PROBLEM TO SOLVE:
Below are records; report the number of lines in them that include the word "Unknown", with no other text.

##### RECORDS TO PROCESS

/**
 * ============================================================================
 * EVENTS MODULE
 * ============================================================================
 *
 * PURPOSE: Typed change notifications for the UI layer
 *
 * ARCHITECTURE:
 * - types: ServiceEvent and its constructors
 * - bus: broadcast fan-out with per-subscriber bounded buffers
 *
 * ============================================================================
 */

pub mod bus;
pub mod types;

pub use bus::{EventBus, EventSubscription};
pub use types::{CatalogueOperation, ServiceEvent};
/**
 * ============================================================================
 * STATUS PROBER
 * ============================================================================
 *
 * PURPOSE: Read-only status queries for one or many services
 *
 * BEHAVIOR:
 * - A probe never fails for an allow-listed name; anything that goes wrong
 *   (timeout, unparsable output, unsupported query) degrades to Unknown
 * - Unknown names fail with InvalidService before any command runs
 * - probe_many fans out with at most probe_concurrency queries in flight
 *
 * ============================================================================
 */

use crate::catalogue::allowlist::{KNOWN_SERVICES, KnownService};
use crate::error::Result;
use crate::executor::{Executor, ServiceOp};
use crate::status::types::{ServiceState, ServiceStatus};
use chrono::{DateTime, Utc};
use futures_util::stream::{self, StreamExt};
use std::collections::BTreeMap;
use std::sync::Arc;

pub struct StatusProber {
    executor: Arc<Executor>,
    concurrency: usize,
}

impl StatusProber {
    pub fn new(executor: Arc<Executor>, concurrency: usize) -> Self {
        Self {
            executor,
            concurrency: concurrency.max(1),
        }
    }

    /**
     * Live status of one service
     */
    pub async fn probe(&self, name: &str) -> Result<ServiceStatus> {
        let known = self.executor.resolve(name)?;
        Ok(probe_known(self.executor.clone(), known).await)
    }

    /**
     * Live status of several services, keyed by canonical name
     * All names are validated before the first query is issued
     */
    pub async fn probe_many(&self, names: &[String]) -> Result<BTreeMap<String, ServiceStatus>> {
        let known = names
            .iter()
            .map(|name| self.executor.resolve(name))
            .collect::<Result<Vec<_>>>()?;

        // Each future owns its executor handle so the round stays Send
        let executor = self.executor.clone();
        let probes: Vec<_> = known
            .into_iter()
            .map(|k| probe_known(executor.clone(), k))
            .collect();
        let statuses: Vec<ServiceStatus> = stream::iter(probes)
            .buffered(self.concurrency)
            .collect()
            .await;

        Ok(statuses.into_iter().map(|s| (s.name.clone(), s)).collect())
    }

    /**
     * Allow-listed services whose unit exists on this host
     */
    pub async fn probe_installed(&self) -> Vec<&'static KnownService> {
        let executor = self.executor.clone();
        let checks: Vec<(&'static KnownService, bool)> = stream::iter(KNOWN_SERVICES.iter())
            .map(move |known| probe_installed_one(executor.clone(), known))
            .buffered(self.concurrency)
            .collect()
            .await;

        checks
            .into_iter()
            .filter(|(_, installed)| *installed)
            .map(|(known, _)| known)
            .collect()
    }
}

async fn probe_known(executor: Arc<Executor>, known: &'static KnownService) -> ServiceStatus {
    let control = executor.control();

    let state = match executor.run_unprivileged(ServiceOp::QueryState, known.name).await {
        Ok(result) => control.parse_state(known, &result),
        Err(e) => {
            log::warn!("State probe for {} degraded to Unknown: {}", known.name, e);
            ServiceState::Unknown
        }
    };

    let enabled = match executor.run_unprivileged(ServiceOp::QueryEnabled, known.name).await {
        Ok(result) => control.parse_enabled(known, &result),
        Err(e) => {
            log::warn!("Enabled probe for {} failed: {}", known.name, e);
            false
        }
    };

    let last_started = if state == ServiceState::Running {
        match executor.run_unprivileged(ServiceOp::QueryStarted, known.name).await {
            Ok(result) => control.parse_started(&result),
            Err(e) => {
                log::debug!("Start time unavailable for {}: {}", known.name, e);
                None
            }
        }
    } else {
        None
    };

    log::debug!("Probed {}: {:?} (enabled: {})", known.name, state, enabled);

    ServiceStatus {
        name: known.name.to_string(),
        system_unit_name: known.unit.to_string(),
        state,
        enabled,
        uptime: last_started.map(|started| humanize_uptime(started, Utc::now())),
        last_started,
    }
}

async fn probe_installed_one(
    executor: Arc<Executor>,
    known: &'static KnownService,
) -> (&'static KnownService, bool) {
    let installed = match executor.run_unprivileged(ServiceOp::QueryInstalled, known.name).await {
        Ok(result) => executor.control().parse_installed(known, &result),
        Err(e) => {
            log::debug!("Install check for {} failed: {}", known.name, e);
            false
        }
    };
    (known, installed)
}

/**
 * "3d 4h", "2h 5m", "12m", "42s"
 */
pub fn humanize_uptime(started: DateTime<Utc>, now: DateTime<Utc>) -> String {
    let secs = (now - started).num_seconds().max(0);
    let (days, hours, minutes) = (secs / 86_400, (secs % 86_400) / 3600, (secs % 3600) / 60);

    if days > 0 {
        format!("{}d {}h", days, hours)
    } else if hours > 0 {
        format!("{}h {}m", hours, minutes)
    } else if minutes > 0 {
        format!("{}m", minutes)
    } else {
        format!("{}s", secs)
    }
}
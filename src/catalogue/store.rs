/**
 * ============================================================================
 * CATALOGUE STORE MODULE
 * ============================================================================
 *
 * PURPOSE: Durable registry of tracked services and their settings
 *
 * STORAGE STRUCTURE:
 * {data_dir}/
 * └── tracked_services.json  ({next_id, services[], configs[]})
 *
 * STORE BEHAVIOR:
 * - Services listed in creation order
 * - Every mutation runs against a copy; the copy is written (temp file +
 *   rename) and only then becomes the live state
 * - Every successful mutation publishes DatabaseUpdated
 * - Corrupt files are moved aside and the store starts empty
 *
 * ============================================================================
 */

use crate::catalogue::allowlist::{self, KnownService};
use crate::catalogue::types::{ConfigValueType, ServiceConfigEntry, TrackedService};
use crate::error::{Result, ServiceError};
use crate::events::{CatalogueOperation, EventBus, ServiceEvent};
use chrono::Utc;
use serde::{Deserialize, Serialize};
use std::fs;
use std::path::{Path, PathBuf};
use std::sync::Mutex;

pub const CATALOGUE_FILE_NAME: &str = "tracked_services.json";

#[derive(Debug, Clone, Serialize, Deserialize)]
struct CatalogueDocument {
    next_id: i64,
    services: Vec<TrackedService>,
    #[serde(default)]
    configs: Vec<ServiceConfigEntry>,
}

impl Default for CatalogueDocument {
    fn default() -> Self {
        Self {
            next_id: 1,
            services: Vec::new(),
            configs: Vec::new(),
        }
    }
}

impl CatalogueDocument {
    fn position(&self, name: &str) -> Option<usize> {
        self.services.iter().position(|s| s.name == name)
    }

    fn require(&mut self, name: &str) -> Result<&mut TrackedService> {
        self.services
            .iter_mut()
            .find(|s| s.name == name)
            .ok_or_else(|| ServiceError::NotFound(name.to_string()))
    }
}

pub struct CatalogueStore {
    path: Option<PathBuf>,
    state: Mutex<CatalogueDocument>,
    bus: EventBus,
}

impl CatalogueStore {
    /**
     * Open (or create) the catalogue file inside data_dir
     */
    pub fn open(data_dir: &Path, bus: EventBus) -> Result<Self> {
        fs::create_dir_all(data_dir)
            .map_err(|e| ServiceError::Storage(format!("Failed to create data directory: {}", e)))?;

        let path = data_dir.join(CATALOGUE_FILE_NAME);
        let document = if path.exists() {
            match Self::load_document(&path) {
                Ok(document) => {
                    log::info!(
                        "Loaded catalogue with {} tracked services from {}",
                        document.services.len(),
                        path.display()
                    );
                    document
                }
                Err(e) => {
                    log::warn!("Failed to load catalogue, starting empty: {}", e);
                    Self::quarantine(&path);
                    CatalogueDocument::default()
                }
            }
        } else {
            log::info!("No existing catalogue at {}, starting empty", path.display());
            CatalogueDocument::default()
        };

        Ok(Self {
            path: Some(path),
            state: Mutex::new(document),
            bus,
        })
    }

    /**
     * Store without a backing file, used by tests and ephemeral shells
     */
    pub fn in_memory(bus: EventBus) -> Self {
        Self {
            path: None,
            state: Mutex::new(CatalogueDocument::default()),
            bus,
        }
    }

    fn load_document(path: &Path) -> Result<CatalogueDocument> {
        let json_str = fs::read_to_string(path)
            .map_err(|e| ServiceError::Storage(format!("Failed to read catalogue file: {}", e)))?;

        let mut document: CatalogueDocument = serde_json::from_str(&json_str)?;

        // Entries for services that left the allow-list are not manageable anymore
        document.services.retain(|s| {
            let known = allowlist::is_known(&s.name);
            if !known {
                log::warn!("Dropping tracked service '{}' that is no longer allow-listed", s.name);
            }
            known
        });
        let names: Vec<String> = document.services.iter().map(|s| s.name.clone()).collect();
        document.configs.retain(|c| names.contains(&c.service_name));

        let max_id = document.services.iter().map(|s| s.id).max().unwrap_or(0);
        document.next_id = document.next_id.max(max_id + 1);

        Ok(document)
    }

    fn quarantine(path: &Path) {
        let aside = path.with_extension("json.corrupt");
        if let Err(e) = fs::rename(path, &aside) {
            log::error!("Failed to move corrupt catalogue aside: {}", e);
        } else {
            log::warn!("Moved corrupt catalogue to {}", aside.display());
        }
    }

    /**
     * Write document to disk atomically
     */
    fn persist(&self, document: &CatalogueDocument) -> Result<()> {
        let Some(path) = &self.path else {
            return Ok(());
        };

        let json_str = serde_json::to_string_pretty(document)?;
        let temp_path = path.with_extension("json.tmp");

        fs::write(&temp_path, json_str)
            .map_err(|e| ServiceError::Storage(format!("Failed to write temp catalogue: {}", e)))?;

        fs::rename(&temp_path, path)
            .map_err(|e| ServiceError::Storage(format!("Failed to save catalogue: {}", e)))?;

        Ok(())
    }

    /**
     * Apply a mutation transactionally and announce it
     */
    fn mutate<T>(
        &self,
        operation: CatalogueOperation,
        name: &str,
        apply: impl FnOnce(&mut CatalogueDocument) -> Result<T>,
    ) -> Result<T> {
        let value = {
            let mut state = self.state.lock().unwrap_or_else(|e| e.into_inner());
            let mut draft = state.clone();
            let value = apply(&mut draft)?;
            self.persist(&draft)?;
            *state = draft;
            value
        };

        self.bus.publish(ServiceEvent::database_updated(operation, name));
        Ok(value)
    }

    /**
     * Canonical allow-list entry for a canonical or unit name
     */
    fn known(name: &str) -> Result<&'static KnownService> {
        allowlist::resolve(name).ok_or_else(|| ServiceError::InvalidService(name.to_string()))
    }

    /**
     * Start tracking an allow-listed service
     */
    pub fn add(
        &self,
        name: &str,
        display_name: &str,
        category: &str,
        description: Option<&str>,
    ) -> Result<TrackedService> {
        let known = Self::known(name)?;

        log::info!("Adding service to tracking: {} ({})", display_name, known.name);

        let service = self.mutate(CatalogueOperation::Add, known.name, |doc| {
            if doc.position(known.name).is_some() {
                return Err(ServiceError::DuplicateTracking(known.name.to_string()));
            }

            let now = Utc::now();
            let service = TrackedService {
                id: doc.next_id,
                name: known.name.to_string(),
                display_name: display_name.to_string(),
                description: description.map(str::to_string),
                category: category.to_string(),
                enabled: true,
                auto_start: false,
                created_at: now,
                updated_at: now,
            };
            doc.next_id += 1;
            doc.services.push(service.clone());
            Ok(service)
        })?;

        log::info!("Service added to tracking with ID: {}", service.id);
        Ok(service)
    }

    /**
     * Stop tracking a service, dropping its config entries too
     */
    pub fn remove(&self, name: &str) -> Result<()> {
        let name = Self::known(name)?.name;
        log::info!("Removing service from tracking: {}", name);

        self.mutate(CatalogueOperation::Remove, name, |doc| {
            let index = doc
                .position(name)
                .ok_or_else(|| ServiceError::NotFound(name.to_string()))?;
            doc.services.remove(index);
            doc.configs.retain(|c| c.service_name != name);
            Ok(())
        })
    }

    pub fn set_enabled(&self, name: &str, enabled: bool) -> Result<TrackedService> {
        let name = Self::known(name)?.name;
        log::info!("Updating service enabled status: {} -> {}", name, enabled);

        self.mutate(CatalogueOperation::SetEnabled, name, |doc| {
            let service = doc.require(name)?;
            service.enabled = enabled;
            service.updated_at = Utc::now();
            Ok(service.clone())
        })
    }

    /**
     * Insert or replace one config entry for a tracked service
     */
    pub fn set_config(
        &self,
        name: &str,
        key: &str,
        value: &str,
        value_type: ConfigValueType,
    ) -> Result<ServiceConfigEntry> {
        if key.trim().is_empty() {
            return Err(ServiceError::Config("config key must not be empty".to_string()));
        }
        value_type.check(value)?;
        let name = Self::known(name)?.name;

        self.mutate(CatalogueOperation::SetConfig, name, |doc| {
            doc.require(name)?;

            let entry = ServiceConfigEntry {
                service_name: name.to_string(),
                config_key: key.to_string(),
                config_value: value.to_string(),
                config_type: value_type,
                updated_at: Utc::now(),
            };

            match doc
                .configs
                .iter_mut()
                .find(|c| c.service_name == name && c.config_key == key)
            {
                Some(existing) => *existing = entry.clone(),
                None => doc.configs.push(entry.clone()),
            }
            Ok(entry)
        })
    }

    pub fn configs(&self, name: &str) -> Result<Vec<ServiceConfigEntry>> {
        let name = Self::known(name)?.name;
        let state = self.state.lock().unwrap_or_else(|e| e.into_inner());
        if state.position(name).is_none() {
            return Err(ServiceError::NotFound(name.to_string()));
        }
        Ok(state
            .configs
            .iter()
            .filter(|c| c.service_name == name)
            .cloned()
            .collect())
    }

    /**
     * All tracked services in creation order
     */
    pub fn list(&self) -> Vec<TrackedService> {
        self.state.lock().unwrap_or_else(|e| e.into_inner()).services.clone()
    }

    pub fn get(&self, name: &str) -> Option<TrackedService> {
        let name = allowlist::resolve(name)?.name;
        let state = self.state.lock().unwrap_or_else(|e| e.into_inner());
        state.services.iter().find(|s| s.name == name).cloned()
    }

    pub fn contains(&self, name: &str) -> bool {
        self.get(name).is_some()
    }
}
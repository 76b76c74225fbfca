/**
 * ============================================================================
 * STATUS MONITOR MODULE
 * ============================================================================
 *
 * PURPOSE: Background refresh of enabled tracked services
 *
 * Each round probes every enabled tracked service (skipping those with an
 * operation in flight), diffs against the shared ledger and publishes:
 * StatusChanged / ServiceAdded / ServiceRemoved, then ServicesRefreshed.
 * A probed name stays locked until its events are published, so a control
 * operation never interleaves with a stale sample.
 *
 * LIFECYCLE:
 * - start(): spawn the loop (no-op if already running)
 * - refresh_now(): wake the loop for an immediate round
 * - shutdown(): raise the stop flag and wait for the loop to exit
 *
 * ============================================================================
 */

use crate::catalogue::CatalogueStore;
use crate::coordinator::locks::ServiceLocks;
use crate::error::Result;
use crate::events::{EventBus, ServiceEvent};
use crate::status::{StatusLedger, StatusProber};
use std::collections::HashSet;
use std::sync::atomic::{AtomicBool, Ordering};
use std::sync::{Arc, Mutex};
use std::time::Duration;
use tokio::sync::Notify;
use tokio::task::JoinHandle;
use tokio::time::MissedTickBehavior;

struct MonitorInner {
    store: Arc<CatalogueStore>,
    prober: Arc<StatusProber>,
    ledger: Arc<StatusLedger>,
    locks: Arc<ServiceLocks>,
    bus: EventBus,
    stop: AtomicBool,
    wake: Notify,
}

pub struct StatusMonitor {
    inner: Arc<MonitorInner>,
    interval: Duration,
    handle: Mutex<Option<JoinHandle<()>>>,
}

impl StatusMonitor {
    pub fn new(
        store: Arc<CatalogueStore>,
        prober: Arc<StatusProber>,
        ledger: Arc<StatusLedger>,
        locks: Arc<ServiceLocks>,
        bus: EventBus,
        interval: Duration,
    ) -> Self {
        Self {
            inner: Arc::new(MonitorInner {
                store,
                prober,
                ledger,
                locks,
                bus,
                stop: AtomicBool::new(false),
                wake: Notify::new(),
            }),
            interval,
            handle: Mutex::new(None),
        }
    }

    pub fn start(&self) {
        let mut handle = self.handle.lock().unwrap_or_else(|e| e.into_inner());
        if handle.is_some() {
            log::warn!("Status monitor already running");
            return;
        }

        self.inner.stop.store(false, Ordering::SeqCst);
        let inner = self.inner.clone();
        let interval = self.interval;

        log::info!("Starting status monitor (every {}s)", interval.as_secs());
        *handle = Some(tokio::spawn(async move {
            monitor_loop(inner, interval).await;
        }));
    }

    pub fn is_running(&self) -> bool {
        self.handle
            .lock()
            .unwrap_or_else(|e| e.into_inner())
            .as_ref()
            .is_some_and(|h| !h.is_finished())
    }

    pub fn refresh_now(&self) {
        self.inner.wake.notify_one();
    }

    /**
     * Run one refresh round inline
     * Returns the number of services probed
     */
    pub async fn refresh_once(&self) -> Result<usize> {
        self.inner.refresh_once().await
    }

    pub async fn shutdown(&self) {
        self.inner.stop.store(true, Ordering::SeqCst);
        self.inner.wake.notify_one();

        let handle = self.handle.lock().unwrap_or_else(|e| e.into_inner()).take();
        if let Some(handle) = handle {
            if let Err(e) = handle.await {
                log::error!("Status monitor task ended abnormally: {}", e);
            }
            log::info!("Status monitor stopped");
        }
    }
}

async fn monitor_loop(inner: Arc<MonitorInner>, interval: Duration) {
    let mut ticker = tokio::time::interval(interval);
    ticker.set_missed_tick_behavior(MissedTickBehavior::Skip);

    loop {
        tokio::select! {
            _ = ticker.tick() => {}
            _ = inner.wake.notified() => {}
        }

        if inner.stop.load(Ordering::SeqCst) {
            break;
        }

        if let Err(e) = inner.refresh_once().await {
            log::warn!("Status refresh failed: {}", e);
        }
    }
}

impl MonitorInner {
    async fn refresh_once(&self) -> Result<usize> {
        let tracked: Vec<String> = self
            .store
            .list()
            .into_iter()
            .filter(|s| s.enabled)
            .map(|s| s.name)
            .collect();

        // Every name this round may touch stays locked until the ledger and
        // the bus are updated; names mid-operation are left to the coordinator
        let mut guards = Vec::new();
        let mut idle = Vec::new();
        let mut busy = HashSet::new();
        for name in tracked {
            match self.locks.try_acquire(&name) {
                Some(guard) => {
                    guards.push(guard);
                    idle.push(name);
                }
                None => {
                    busy.insert(name);
                }
            }
        }
        for name in self.ledger.names() {
            if idle.contains(&name) || busy.contains(&name) {
                continue;
            }
            match self.locks.try_acquire(&name) {
                Some(guard) => guards.push(guard),
                None => {
                    busy.insert(name);
                }
            }
        }

        let statuses = self.prober.probe_many(&idle).await?;
        let diff = self.ledger.reconcile(&statuses, &busy);

        for (name, old, new) in &diff.changed {
            log::info!("Status change detected for {}: {:?} -> {:?}", name, old, new);
            self.bus.publish(ServiceEvent::status_changed(name, *old, *new));
        }
        for (name, state) in &diff.added {
            self.bus.publish(ServiceEvent::service_added(name, *state));
        }
        for name in &diff.removed {
            self.bus.publish(ServiceEvent::service_removed(name));
        }
        drop(guards);

        let count = statuses.len();
        self.bus.publish(ServiceEvent::services_refreshed(count));
        log::debug!("Status refresh probed {} services", count);
        Ok(count)
    }
}
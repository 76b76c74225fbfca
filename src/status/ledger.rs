use crate::status::types::{ServiceState, ServiceStatus};
use std::collections::{BTreeMap, HashMap, HashSet};
use std::sync::Mutex;

/**
 * Changes found when a fresh probe round is compared with the last-known map
 */
#[derive(Debug, Default, PartialEq)]
pub struct LedgerDiff {
    pub changed: Vec<(String, ServiceState, ServiceState)>,
    pub added: Vec<(String, ServiceState)>,
    pub removed: Vec<String>,
}

impl LedgerDiff {
    pub fn is_empty(&self) -> bool {
        self.changed.is_empty() && self.added.is_empty() && self.removed.is_empty()
    }
}

/**
 * Last-known state per service, shared by the coordinator and the monitor
 * so a transition announced by one is not announced again by the other
 */
#[derive(Default)]
pub struct StatusLedger {
    states: Mutex<HashMap<String, ServiceState>>,
}

impl StatusLedger {
    pub fn new() -> Self {
        Self::default()
    }

    /// Returns the previous state, if any.
    pub fn record(&self, name: &str, state: ServiceState) -> Option<ServiceState> {
        self.states
            .lock()
            .unwrap_or_else(|e| e.into_inner())
            .insert(name.to_string(), state)
    }

    pub fn get(&self, name: &str) -> Option<ServiceState> {
        self.states
            .lock()
            .unwrap_or_else(|e| e.into_inner())
            .get(name)
            .copied()
    }

    pub fn names(&self) -> Vec<String> {
        self.states
            .lock()
            .unwrap_or_else(|e| e.into_inner())
            .keys()
            .cloned()
            .collect()
    }

    pub fn forget(&self, name: &str) -> Option<ServiceState> {
        self.states.lock().unwrap_or_else(|e| e.into_inner()).remove(name)
    }

    /**
     * Replace the map with a probe round and report what moved
     * Names in `untouched` were not probed this round and keep their entry
     */
    pub fn reconcile(
        &self,
        current: &BTreeMap<String, ServiceStatus>,
        untouched: &HashSet<String>,
    ) -> LedgerDiff {
        let mut states = self.states.lock().unwrap_or_else(|e| e.into_inner());
        let mut diff = LedgerDiff::default();

        for (name, status) in current {
            match states.insert(name.clone(), status.state) {
                Some(old) if old != status.state => {
                    diff.changed.push((name.clone(), old, status.state))
                }
                Some(_) => {}
                None => diff.added.push((name.clone(), status.state)),
            }
        }

        let mut vanished: Vec<String> = states
            .keys()
            .filter(|name| !current.contains_key(*name) && !untouched.contains(*name))
            .cloned()
            .collect();
        vanished.sort();
        for name in &vanished {
            states.remove(name);
        }
        diff.removed = vanished;

        diff
    }
}
/**
 * ============================================================================
 * STATUS MODULE
 * ============================================================================
 *
 * PURPOSE: Read-only view of live service state
 *
 * ARCHITECTURE:
 * - types: ServiceState and ServiceStatus
 * - prober: single and fan-out probes through the executor
 * - ledger: last-known states shared by the coordinator and the monitor
 * - metrics: CPU, memory and disk usage of a unit's process tree
 *
 * ============================================================================
 */

pub mod ledger;
pub mod metrics;
pub mod prober;
pub mod types;

pub use ledger::{LedgerDiff, StatusLedger};
pub use metrics::ServiceMetrics;
pub use prober::StatusProber;
pub use types::{ServiceState, ServiceStatus};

##########

RESPONSE TO THIS EXERCISE:
4